> _The problem_: Every entry must come back exactly as it was given.

Stored entries
************
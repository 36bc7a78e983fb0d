//! Configuration module for seatline-server.
//!
//! Handles loading configuration from TOML files, CLI arguments,
//! and environment variables.

pub mod file;

use crate::config::file::{EventSeed, FileConfig};
use seatline_core::config::{
    AppConfig, CacheConfig, NotificationConfig, RateLimitConfig, ServerConfig,
};
use seatline_core::engine::validate::validate_email;
use seatline_core::entities::event::Event;
use std::collections::HashSet;
use std::net::SocketAddr;
use std::path::Path;
use std::time::Duration;
use thiserror::Error;
use time::OffsetDateTime;
use time::format_description::well_known::Rfc3339;
use url::Url;

/// Errors that can occur during configuration loading.
#[derive(Debug, Error)]
pub enum ConfigError {
    #[error("failed to read config file: {0}")]
    IoError(#[from] std::io::Error),

    #[error("failed to parse config file: {0}")]
    ParseError(#[from] toml::de::Error),

    #[error("validation error: {0}")]
    ValidationError(String),
}

/// Configuration loader that handles the complete loading process.
pub struct ConfigLoader {
    config_path: std::path::PathBuf,
    listen_override: Option<SocketAddr>,
}

impl ConfigLoader {
    /// Create a new config loader.
    pub fn new(config_path: impl AsRef<Path>, listen_override: Option<SocketAddr>) -> Self {
        Self {
            config_path: config_path.as_ref().to_path_buf(),
            listen_override,
        }
    }

    /// Load and process the configuration.
    ///
    /// This will:
    /// 1. Read the TOML file
    /// 2. Apply CLI overrides
    /// 3. Validate and convert into the runtime configuration
    pub fn load(&self) -> Result<AppConfig, ConfigError> {
        let config_content = std::fs::read_to_string(&self.config_path)?;
        self.load_str(&config_content)
    }

    /// Same as [`load`](Self::load) for already-read TOML content.
    pub fn load_str(&self, content: &str) -> Result<AppConfig, ConfigError> {
        let mut file_config: FileConfig = toml::from_str(content)?;

        if let Some(listen) = self.listen_override {
            file_config.server.listen = listen;
        }

        build_app_config(file_config)
    }
}

fn invalid(message: impl Into<String>) -> ConfigError {
    ConfigError::ValidationError(message.into())
}

fn build_app_config(file: FileConfig) -> Result<AppConfig, ConfigError> {
    let rate = file.rate_limit;
    if rate.per_ip_per_hour == 0 || rate.per_email_per_day == 0 {
        return Err(invalid("rate_limit thresholds must be greater than zero"));
    }
    if rate.relaxed_multiplier == 0 {
        return Err(invalid("rate_limit.relaxed_multiplier must be greater than zero"));
    }

    let cache = file.cache;
    if cache.list_ttl_secs == 0 || cache.detail_ttl_secs == 0 || cache.sweep_interval_secs == 0 {
        return Err(invalid("cache TTLs and sweep interval must be greater than zero"));
    }

    let notifications = file.notifications;
    if notifications.timeout_ms == 0 {
        return Err(invalid("notifications.timeout_ms must be greater than zero"));
    }
    let operator_email = notifications
        .operator_email
        .map(|email| {
            validate_email(&email)
                .map_err(|e| invalid(format!("notifications.operator_email {}", e.message)))
        })
        .transpose()?;
    let relay_url = notifications
        .relay_url
        .map(|url| {
            Url::parse(&url).map_err(|e| invalid(format!("notifications.relay_url: {e}")))
        })
        .transpose()?;

    let mut seen = HashSet::new();
    let mut events = Vec::with_capacity(file.events.len());
    for seed in file.events {
        if !seen.insert(seed.id.clone()) {
            return Err(invalid(format!("duplicate event id {}", seed.id)));
        }
        events.push(convert_event(seed)?);
    }

    Ok(AppConfig {
        server: ServerConfig {
            listen: file.server.listen,
            environment: file.server.environment,
        },
        rate_limit: RateLimitConfig {
            per_ip_per_hour: rate.per_ip_per_hour,
            per_email_per_day: rate.per_email_per_day,
            relaxed: rate.relaxed,
            relaxed_multiplier: rate.relaxed_multiplier,
        },
        cache: CacheConfig {
            list_ttl: Duration::from_secs(cache.list_ttl_secs),
            detail_ttl: Duration::from_secs(cache.detail_ttl_secs),
            sweep_interval: Duration::from_secs(cache.sweep_interval_secs),
        },
        notifications: NotificationConfig {
            operator_email,
            sender: notifications.sender,
            relay_url,
            timeout: Duration::from_millis(notifications.timeout_ms),
        },
        events,
    })
}

fn convert_event(seed: EventSeed) -> Result<Event, ConfigError> {
    let id = seed.id.trim().to_string();
    if id.is_empty() {
        return Err(invalid("event id must not be empty"));
    }
    let parse = |field: &str, value: &str| {
        OffsetDateTime::parse(value, &Rfc3339)
            .map_err(|e| invalid(format!("event {id}: invalid {field} {value:?}: {e}")))
    };
    let starts_at = parse("starts_at", &seed.starts_at)?;
    let ends_at = parse("ends_at", &seed.ends_at)?;
    if ends_at < starts_at {
        return Err(invalid(format!("event {id}: ends_at is before starts_at")));
    }

    Ok(Event {
        id,
        name: seed.name,
        description: seed.description,
        starts_at,
        ends_at,
        location: seed.location,
        capacity: seed.capacity,
        active: seed.active,
    })
}

/// Get the database URL from the environment, if set.
pub fn get_database_url() -> Option<String> {
    std::env::var("DATABASE_URL").ok().filter(|url| !url.is_empty())
}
************
> _The completed task_:
repository 36bc7a78e983fb0d
//! Configuration module for seatline-server.
//!
//! Handles loading configuration from TOML files, CLI arguments,
//! and environment variables.

pub mod file;

use crate::config::file::{EventSeed, FileConfig};
use seatline_core::config::{
    AppConfig, CacheConfig, NotificationConfig, RateLimitConfig, ServerConfig,
};
use seatline_core::engine::validate::validate_email;
use seatline_core::entities::event::Event;
use std::collections::HashSet;
use std::net::SocketAddr;
use std::path::Path;
use std::time::Duration;
use thiserror::Error;
use time::OffsetDateTime;
use time::format_description::well_known::Rfc3339;
use url::Url;

/// Errors that can occur during configuration loading.
#[derive(Debug, Error)]
pub enum ConfigError {
    #[error("failed to read config file: {0}")]
    IoError(#[from] std::io::Error),

    #[error("failed to parse config file: {0}")]
    ParseError(#[from] toml::de::Error),

    #[error("validation error: {0}")]
    ValidationError(String),
}

/// Configuration loader that handles the complete loading process.
pub struct ConfigLoader {
    config_path: std::path::PathBuf,
    listen_override: Option<SocketAddr>,
}

impl ConfigLoader {
    /// Create a new config loader.
    pub fn new(config_path: impl AsRef<Path>, listen_override: Option<SocketAddr>) -> Self {
        Self {
            config_path: config_path.as_ref().to_path_buf(),
            listen_override,
        }
    }

    /// Load and process the configuration.
    ///
    /// This will:
    /// 1. Read the TOML file
    /// 2. Apply CLI overrides
    /// 3. Validate and convert into the runtime configuration
    pub fn load(&self) -> Result<AppConfig, ConfigError> {
        let config_content = std::fs::read_to_string(&self.config_path)?;
        self.load_str(&config_content)
    }

    /// Same as [`load`](Self::load) for already-read TOML content.
    pub fn load_str(&self, content: &str) -> Result<AppConfig, ConfigError> {
        let mut file_config: FileConfig = toml::from_str(content)?;

        if let Some(listen) = self.listen_override {
            file_config.server.listen = listen;
        }

        build_app_config(file_config)
    }
}

fn invalid(message: impl Into<String>) -> ConfigError {
    ConfigError::ValidationError(message.into())
}

fn build_app_config(file: FileConfig) -> Result<AppConfig, ConfigError> {
    let rate = file.rate_limit;
    if rate.per_ip_per_hour == 0 || rate.per_email_per_day == 0 {
        return Err(invalid("rate_limit thresholds must be greater than zero"));
    }
    if rate.relaxed_multiplier == 0 {
        return Err(invalid("rate_limit.relaxed_multiplier must be greater than zero"));
    }

    let cache = file.cache;
    if cache.list_ttl_secs == 0 || cache.detail_ttl_secs == 0 || cache.sweep_interval_secs == 0 {
        return Err(invalid("cache TTLs and sweep interval must be greater than zero"));
    }

    let notifications = file.notifications;
    if notifications.timeout_ms == 0 {
        return Err(invalid("notifications.timeout_ms must be greater than zero"));
    }
    let operator_email = notifications
        .operator_email
        .map(|email| {
            validate_email(&email)
                .map_err(|e| invalid(format!("notifications.operator_email {}", e.message)))
        })
        .transpose()?;
    let relay_url = notifications
        .relay_url
        .map(|url| {
            Url::parse(&url).map_err(|e| invalid(format!("notifications.relay_url: {e}")))
        })
        .transpose()?;

    let mut seen = HashSet::new();
    let mut events = Vec::with_capacity(file.events.len());
    for seed in file.events {
        if !seen.insert(seed.id.clone()) {
            return Err(invalid(format!("duplicate event id {}", seed.id)));
        }
        events.push(convert_event(seed)?);
    }

    Ok(AppConfig {
        server: ServerConfig {
            listen: file.server.listen,
            environment: file.server.environment,
        },
        rate_limit: RateLimitConfig {
            per_ip_per_hour: rate.per_ip_per_hour,
            per_email_per_day: rate.per_email_per_day,
            relaxed: rate.relaxed,
            relaxed_multiplier: rate.relaxed_multiplier,
        },
        cache: CacheConfig {
            list_ttl: Duration::from_secs(cache.list_ttl_secs),
            detail_ttl: Duration::from_secs(cache.detail_ttl_secs),
            sweep_interval: Duration::from_secs(cache.sweep_interval_secs),
        },
        notifications: NotificationConfig {
            operator_email,
            sender: notifications.sender,
            relay_url,
            timeout: Duration::from_millis(notifications.timeout_ms),
        },
        events,
    })
}

fn convert_event(seed: EventSeed) -> Result<Event, ConfigError> {
    let id = seed.id.trim().to_string();
    if id.is_empty() {
        return Err(invalid("event id must not be empty"));
    }
    let parse = |field: &str, value: &str| {
        OffsetDateTime::parse(value, &Rfc3339)
            .map_err(|e| invalid(format!("event {id}: invalid {field} {value:?}: {e}")))
    };
    let starts_at = parse("starts_at", &seed.starts_at)?;
    let ends_at = parse("ends_at", &seed.ends_at)?;
    if ends_at < starts_at {
        return Err(invalid(format!("event {id}: ends_at is before starts_at")));
    }

    Ok(Event {
        id,
        name: seed.name,
        description: seed.description,
        starts_at,
        ends_at,
        location: seed.location,
        capacity: seed.capacity,
        active: seed.active,
    })
}

/// Get the database URL from the environment, if set.
pub fn get_database_url() -> Option<String> {
    std::env::var("DATABASE_URL").ok().filter(|url| !url.is_empty())
}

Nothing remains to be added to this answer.